§ Task objective:
The expected response is the entire set of entries, copied exactly.

Dataset entries

//! Resolved package entity

use std::path::{Path, PathBuf};

use super::manifest::PackageManifest;

/// Name of the one-time marker file written into a destination under sync.
pub const MARKER_FILE: &str = ".slink";

/// A package whose source and local install locations have been resolved.
///
/// Immutable for the life of a watch session.
#[derive(Debug, Clone, PartialEq, Eq)]
pub struct ResolvedPackage {
    /// Package name (manifest `name`, or the identifier given by the user)
    pub name: String,
    /// Absolute, symlink-free path of the package under development
    pub source_root: PathBuf,
    /// The consuming project's local install of the package
    pub destination_root: PathBuf,
    /// Manifest read once at resolution time
    pub manifest: PackageManifest,
}

impl ResolvedPackage {
    /// Path of the manifest file inside the source root.
    pub fn manifest_path(&self) -> PathBuf {
        PackageManifest::path_in(&self.source_root)
    }

    /// Path of the marker file inside the destination root.
    pub fn marker_path(&self) -> PathBuf {
        self.destination_root.join(MARKER_FILE)
    }

    /// Map a path inside the source root onto the destination tree.
    ///
    /// Returns `None` for paths outside the source root.
    pub fn destination_for(&self, source_path: &Path) -> Option<PathBuf> {
        source_path
            .strip_prefix(&self.source_root)
            .ok()
            .map(|relative| self.destination_root.join(relative))
    }

    /// Display form of a source path relative to the source root.
    pub fn relative_display(&self, source_path: &Path) -> String {
        source_path
            .strip_prefix(&self.source_root)
            .unwrap_or(source_path)
            .display()
            .to_string()
    }
}

#[cfg(test)]
mod tests {
    use super::*;

    fn package() -> ResolvedPackage {
        ResolvedPackage {
            name: "pkg".to_string(),
            source_root: PathBuf::from("/dev/pkg"),
            destination_root: PathBuf::from("/app/node_modules/pkg"),
            manifest: PackageManifest::default(),
        }
    }

    #[test]
    fn destination_for_maps_relative_path() {
        let pkg = package();
        assert_eq!(
            pkg.destination_for(Path::new("/dev/pkg/lib/a.js")),
            Some(PathBuf::from("/app/node_modules/pkg/lib/a.js"))
        );
    }

    #[test]
    fn destination_for_rejects_outside_paths() {
        let pkg = package();
        assert_eq!(pkg.destination_for(Path::new("/dev/other/a.js")), None);
    }

    #[test]
    fn relative_display_strips_root() {
        let pkg = package();
        assert_eq!(
            pkg.relative_display(Path::new("/dev/pkg/lib/a.js")),
            Path::new("lib").join("a.js").display().to_string()
        );
    }

    #[test]
    fn marker_and_manifest_paths() {
        let pkg = package();
        assert_eq!(
            pkg.marker_path(),
            PathBuf::from("/app/node_modules/pkg/.slink")
        );
        assert_eq!(pkg.manifest_path(), PathBuf::from("/dev/pkg/package.json"));
    }
}
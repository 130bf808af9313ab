//! Property tests for the per-session timestamp record.

use std::collections::HashMap;
use std::path::PathBuf;
use std::time::{Duration, SystemTime, UNIX_EPOCH};

use proptest::prelude::*;

use slink::domain::entities::{Observation, SyncRecord};

fn observation() -> impl Strategy<Value = (u8, u64)> {
    (0u8..6, 0u64..4)
}

proptest! {
    /// PROPERTY: a timestamp is acted on at most once per path.
    ///
    /// Observing the same (path, time) twice in a row is always `Unchanged`,
    /// and the record agrees with a plain map model.
    #[test]
    fn property_record_matches_map_model(
        steps in proptest::collection::vec(observation(), 0..64)
    ) {
        let mut record = SyncRecord::new();
        let mut model: HashMap<PathBuf, SystemTime> = HashMap::new();

        for (file, secs) in steps {
            let path = PathBuf::from(format!("/src/f{file}"));
            let time = UNIX_EPOCH + Duration::from_secs(secs);

            let expected = match model.insert(path.clone(), time) {
                None => Observation::New,
                Some(previous) if previous == time => Observation::Unchanged,
                Some(previous) => Observation::Changed { previous },
            };

            prop_assert_eq!(record.observe(&path, time), expected);
            prop_assert_eq!(record.observe(&path, time), Observation::Unchanged);
        }

        prop_assert_eq!(record.len(), model.len());
    }
}
use std::path::Path;

use anyhow::Result;
use slink::config::Config;
use slink::{link_package, NpmPrefix, PackageResolver};

use crate::ui::context::UiContext;
use crate::ui::views::link::render_link_report;

pub fn cmd_link(cwd: &Path, package: &str, config: &Config, ui: UiContext) -> Result<()> {
    let resolver = PackageResolver::new(
        cwd,
        config.npm.modules_dir.clone(),
        NpmPrefix::new(config.npm.global_prefix.clone()),
    );

    let resolved = resolver.resolve(package)?;
    let report = link_package(&resolved, &config.npm.modules_dir)?;

    if !ui.quiet() {
        print!("{}", render_link_report(&resolved, &report, ui.color, ui.unicode));
    }
    Ok(())
}
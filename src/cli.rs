use std::path::PathBuf;

use clap::{Parser, Subcommand, ValueEnum};
use slink::config::ColorMode;

#[derive(Debug, Clone, Copy, PartialEq, Eq, ValueEnum)]
pub enum ColorWhen {
    Auto,
    Always,
    Never,
}

impl From<ColorWhen> for ColorMode {
    fn from(when: ColorWhen) -> Self {
        match when {
            ColorWhen::Auto => ColorMode::Auto,
            ColorWhen::Always => ColorMode::Always,
            ColorWhen::Never => ColorMode::Never,
        }
    }
}

const GUIDE: &str = "\
slink is a source only 'link': it does not link the node_modules dir,
so the linked package keeps a properly flattened and deduped
node_modules dir with respect to the package it is linked into.

Step 1: create a global link for the package being developed.
    From inside the package (e.g. dev/my-cool-package):
        npm link

Step 2: npm install the package into the package you test it in.
    From inside the package being used for testing:
        npm install ../../dev/my-cool-package

Step 3: slink.
    From the same folder as step 2:
        slink watch my-cool-package";

/// slink - keep a local npm install in step with the package source
#[derive(Parser, Debug)]
#[command(name = "slink")]
#[command(author, version, about, long_about = None)]
#[command(after_help = GUIDE)]
pub struct Cli {
    /// Config file (default: ./.slink.toml, then the user config dir)
    #[arg(long, global = true, value_name = "PATH")]
    pub config: Option<PathBuf>,

    /// Color output
    #[arg(long, global = true, value_enum)]
    pub color: Option<ColorWhen>,

    /// Verbosity level (-v, -vv, -vvv)
    #[arg(short, long, action = clap::ArgAction::Count, global = true)]
    pub verbose: u8,

    #[command(subcommand)]
    pub command: Commands,
}

#[derive(Subcommand, Debug)]
pub enum Commands {
    /// Mirror source changes into the local install until Ctrl+C
    Watch {
        /// Package names or paths to package sources
        #[arg(required = true, value_name = "PACKAGE")]
        packages: Vec<String>,
    },

    /// Replace the local install's files with links to the source, once
    Link {
        /// Package name or path to the package source
        #[arg(value_name = "PACKAGE")]
        package: String,
    },
}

§ Answer to the exercise:
//! Resolved package entity

use std::path::{Path, PathBuf};

use super::manifest::PackageManifest;

/// Name of the one-time marker file written into a destination under sync.
pub const MARKER_FILE: &str = ".slink";

/// A package whose source and local install locations have been resolved.
///
/// Immutable for the life of a watch session.
#[derive(Debug, Clone, PartialEq, Eq)]
pub struct ResolvedPackage {
    /// Package name (manifest `name`, or the identifier given by the user)
    pub name: String,
    /// Absolute, symlink-free path of the package under development
    pub source_root: PathBuf,
    /// The consuming project's local install of the package
    pub destination_root: PathBuf,
    /// Manifest read once at resolution time
    pub manifest: PackageManifest,
}

impl ResolvedPackage {
    /// Path of the manifest file inside the source root.
    pub fn manifest_path(&self) -> PathBuf {
        PackageManifest::path_in(&self.source_root)
    }

    /// Path of the marker file inside the destination root.
    pub fn marker_path(&self) -> PathBuf {
        self.destination_root.join(MARKER_FILE)
    }

    /// Map a path inside the source root onto the destination tree.
    ///
    /// Returns `None` for paths outside the source root.
    pub fn destination_for(&self, source_path: &Path) -> Option<PathBuf> {
        source_path
            .strip_prefix(&self.source_root)
            .ok()
            .map(|relative| self.destination_root.join(relative))
    }

    /// Display form of a source path relative to the source root.
    pub fn relative_display(&self, source_path: &Path) -> String {
        source_path
            .strip_prefix(&self.source_root)
            .unwrap_or(source_path)
            .display()
            .to_string()
    }
}

#[cfg(test)]
mod tests {
    use super::*;

    fn package() -> ResolvedPackage {
        ResolvedPackage {
            name: "pkg".to_string(),
            source_root: PathBuf::from("/dev/pkg"),
            destination_root: PathBuf::from("/app/node_modules/pkg"),
            manifest: PackageManifest::default(),
        }
    }

    #[test]
    fn destination_for_maps_relative_path() {
        let pkg = package();
        assert_eq!(
            pkg.destination_for(Path::new("/dev/pkg/lib/a.js")),
            Some(PathBuf::from("/app/node_modules/pkg/lib/a.js"))
        );
    }

    #[test]
    fn destination_for_rejects_outside_paths() {
        let pkg = package();
        assert_eq!(pkg.destination_for(Path::new("/dev/other/a.js")), None);
    }

    #[test]
    fn relative_display_strips_root() {
        let pkg = package();
        assert_eq!(
            pkg.relative_display(Path::new("/dev/pkg/lib/a.js")),
            Path::new("lib").join("a.js").display().to_string()
        );
    }

    #[test]
    fn marker_and_manifest_paths() {
        let pkg = package();
        assert_eq!(
            pkg.marker_path(),
            PathBuf::from("/app/node_modules/pkg/.slink")
        );
        assert_eq!(pkg.manifest_path(), PathBuf::from("/dev/pkg/package.json"));
    }
}
repository 130bf808af9313ab
//! Property tests for the per-session timestamp record.

use std::collections::HashMap;
use std::path::PathBuf;
use std::time::{Duration, SystemTime, UNIX_EPOCH};

use proptest::prelude::*;

use slink::domain::entities::{Observation, SyncRecord};

fn observation() -> impl Strategy<Value = (u8, u64)> {
    (0u8..6, 0u64..4)
}

proptest! {
    /// PROPERTY: a timestamp is acted on at most once per path.
    ///
    /// Observing the same (path, time) twice in a row is always `Unchanged`,
    /// and the record agrees with a plain map model.
    #[test]
    fn property_record_matches_map_model(
        steps in proptest::collection::vec(observation(), 0..64)
    ) {
        let mut record = SyncRecord::new();
        let mut model: HashMap<PathBuf, SystemTime> = HashMap::new();

        for (file, secs) in steps {
            let path = PathBuf::from(format!("/src/f{file}"));
            let time = UNIX_EPOCH + Duration::from_secs(secs);

            let expected = match model.insert(path.clone(), time) {
                None => Observation::New,
                Some(previous) if previous == time => Observation::Unchanged,
                Some(previous) => Observation::Changed { previous },
            };

            prop_assert_eq!(record.observe(&path, time), expected);
            prop_assert_eq!(record.observe(&path, time), Observation::Unchanged);
        }

        prop_assert_eq!(record.len(), model.len());
    }
}
use std::path::Path;

use anyhow::Result;
use slink::config::Config;
use slink::{link_package, NpmPrefix, PackageResolver};

use crate::ui::context::UiContext;
use crate::ui::views::link::render_link_report;

pub fn cmd_link(cwd: &Path, package: &str, config: &Config, ui: UiContext) -> Result<()> {
    let resolver = PackageResolver::new(
        cwd,
        config.npm.modules_dir.clone(),
        NpmPrefix::new(config.npm.global_prefix.clone()),
    );

    let resolved = resolver.resolve(package)?;
    let report = link_package(&resolved, &config.npm.modules_dir)?;

    if !ui.quiet() {
        print!("{}", render_link_report(&resolved, &report, ui.color, ui.unicode));
    }
    Ok(())
}
filename src/cli.rs
use std::path::PathBuf;

use clap::{Parser, Subcommand, ValueEnum};
use slink::config::ColorMode;

#[derive(Debug, Clone, Copy, PartialEq, Eq, ValueEnum)]
pub enum ColorWhen {
    Auto,
    Always,
    Never,
}

impl From<ColorWhen> for ColorMode {
    fn from(when: ColorWhen) -> Self {
        match when {
            ColorWhen::Auto => ColorMode::Auto,
            ColorWhen::Always => ColorMode::Always,
            ColorWhen::Never => ColorMode::Never,
        }
    }
}

const GUIDE: &str = "\
slink is a source only 'link': it does not link the node_modules dir,
so the linked package keeps a properly flattened and deduped
node_modules dir with respect to the package it is linked into.

Step 1: create a global link for the package being developed.
    From inside the package (e.g. dev/my-cool-package):
        npm link

Step 2: npm install the package into the package you test it in.
    From inside the package being used for testing:
        npm install ../../dev/my-cool-package

Step 3: slink.
    From the same folder as step 2:
        slink watch my-cool-package";

/// slink - keep a local npm install in step with the package source
#[derive(Parser, Debug)]
#[command(name = "slink")]
#[command(author, version, about, long_about = None)]
#[command(after_help = GUIDE)]
pub struct Cli {
    /// Config file (default: ./.slink.toml, then the user config dir)
    #[arg(long, global = true, value_name = "PATH")]
    pub config: Option<PathBuf>,

    /// Color output
    #[arg(long, global = true, value_enum)]
    pub color: Option<ColorWhen>,

    /// Verbosity level (-v, -vv, -vvv)
    #[arg(short, long, action = clap::ArgAction::Count, global = true)]
    pub verbose: u8,

    #[command(subcommand)]
    pub command: Commands,
}

#[derive(Subcommand, Debug)]
pub enum Commands {
    /// Mirror source changes into the local install until Ctrl+C
    Watch {
        /// Package names or paths to package sources
        #[arg(required = true, value_name = "PACKAGE")]
        packages: Vec<String>,
    },

    /// Replace the local install's files with links to the source, once
    Link {
        /// Package name or path to the package source
        #[arg(value_name = "PACKAGE")]
        package: String,
    },
}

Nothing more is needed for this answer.